Detector AP@0.5-0.95 AP@0.5
ResNet-50 FPN ImageNet finetune 30.0 56.2
ResNet-50 FPN COCO finetune 34.8 59

Public Results

  • YOLOv5 on validation set from paper ROAD: The ROad event Awareness Dataset for Autonomous Driving 57.9%

Dataset agent instance information

  • train1
    {'ztotal': 416574, 'LarVeh': 5560, 'Cyc': 46460, 'Ped': 179591, 'Car': 92894, 'MedVeh': 15373, 'Bus': 10161, 'TL': 48329, 'Mobike': 1017, 'OthTL': 16837, 'EmVeh': 352}
  • val1
    {'ztotal': 60103, 'Ped': 18949, 'Bus': 1834, 'Car': 11032, 'TL': 7690, 'MedVeh': 9895, 'Cyc': 6139, 'LarVeh': 633, 'Mobike': 2121, 'OthTL': 1810}
    There is no 'EmVeh' class in val1

Improvement 1: Inactive Agent Detection

Steps to generate pseudo annotatons for inactive agent

  1. Generate the predictions of ROAD training dataset with COCO pre-trained models and filter the predicted boxes with class labels and detection scores.
  2. Compute the overlap of the predictons from step 1 and ROAD dataset annotations of the same class and perform Non-maximum supression.
  3. Filter invalid predictions and generate new annotations of inactive agents.
  4. Training new object detection models with the new dataset of 11 classes (10 previous classes of agents + inactive agents)

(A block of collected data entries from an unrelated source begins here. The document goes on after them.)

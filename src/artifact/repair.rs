//! Repair-path parsing
//!
//! When a generated file fails review, the collaborator is asked to send a
//! corrected version of that single file. The reply is either one fenced
//! code block or bare code; we take what we get and score how far it
//! drifted from the original. A low score is a warning, not an error -
//! callers decide whether a too-different "fix" is worth keeping.

use regex::Regex;
use std::sync::OnceLock;

/// Similarity below this threshold flags the fix as suspiciously different
const SIMILARITY_WARN_THRESHOLD: f64 = 0.5;

/// A corrected file extracted from a repair reply
#[derive(Debug, Clone)]
pub struct RepairedCode {
    pub content: String,
    /// Normalized edit-distance similarity against the original, 0.0..=1.0
    pub similarity: f64,
    pub warnings: Vec<String>,
}

fn fence_re() -> &'static Regex {
    static RE: OnceLock<Regex> = OnceLock::new();
    RE.get_or_init(|| Regex::new(r"(?s)```[a-zA-Z0-9+#-]*\s*\n(.*?)```").unwrap())
}

/// Parse a fixed-code reply: the first fenced block, or the raw text when
/// the collaborator skipped the fence.
pub fn parse_fixed_code(raw: &str, original: &str) -> RepairedCode {
    let content = fence_re()
        .captures(raw)
        .map(|caps| caps[1].to_string())
        .unwrap_or_else(|| raw.trim().to_string());

    let similarity = normalized_similarity(original, &content);

    let mut warnings = Vec::new();
    if content.trim().is_empty() {
        warnings.push("fixed code is empty".to_string());
    }
    if similarity < SIMILARITY_WARN_THRESHOLD {
        warnings.push(format!(
            "fixed code differs substantially from the original (similarity {:.2})",
            similarity
        ));
    }

    RepairedCode {
        content,
        similarity,
        warnings,
    }
}

/// Case- and whitespace-insensitive similarity: 1.0 minus the Levenshtein
/// distance over the longer normalized length.
pub fn normalized_similarity(a: &str, b: &str) -> f64 {
    let a = normalize(a);
    let b = normalize(b);
    if a.is_empty() && b.is_empty() {
        return 1.0;
    }
    let distance = levenshtein(&a, &b);
    let longest = a.chars().count().max(b.chars().count());
    1.0 - distance as f64 / longest as f64
}

/// Lowercase and collapse every whitespace run to a single space
fn normalize(text: &str) -> String {
    text.to_lowercase()
        .split_whitespace()
        .collect::<Vec<_>>()
        .join(" ")
}

/// Two-row Levenshtein over chars
fn levenshtein(a: &str, b: &str) -> usize {
    let a: Vec<char> = a.chars().collect();
    let b: Vec<char> = b.chars().collect();
    if a.is_empty() {
        return b.len();
    }
    if b.is_empty() {
        return a.len();
    }

    let mut previous: Vec<usize> = (0..=b.len()).collect();
    let mut current = vec![0usize; b.len() + 1];

    for (i, &ca) in a.iter().enumerate() {
        current[0] = i + 1;
        for (j, &cb) in b.iter().enumerate() {
            let substitution = previous[j] + usize::from(ca != cb);
            current[j + 1] = substitution
                .min(previous[j + 1] + 1)
                .min(current[j] + 1);
        }
        std::mem::swap(&mut previous, &mut current);
    }
    previous[b.len()]
}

Code to generate the inactive agent annotations can be found at: https://github.com/WATonomous/mmdetection/blob/road/tools/road/generate_inactive_annotation.py

New annotations for the inactive agents can be found at /mnt/wato-drive/road/detections/coco_annotation_train1_quarter_inactive.json

Results

Detector AP@0.5-0.95 AP@0.5
ResNet-50 FPN ImageNet finetune 30.9 61.3
ResNet-50 FPN COCO finetune 38.0 67.9

Improvement 2: Super-category Agent Class Merge

Merge certain classes of agents into a single super-category.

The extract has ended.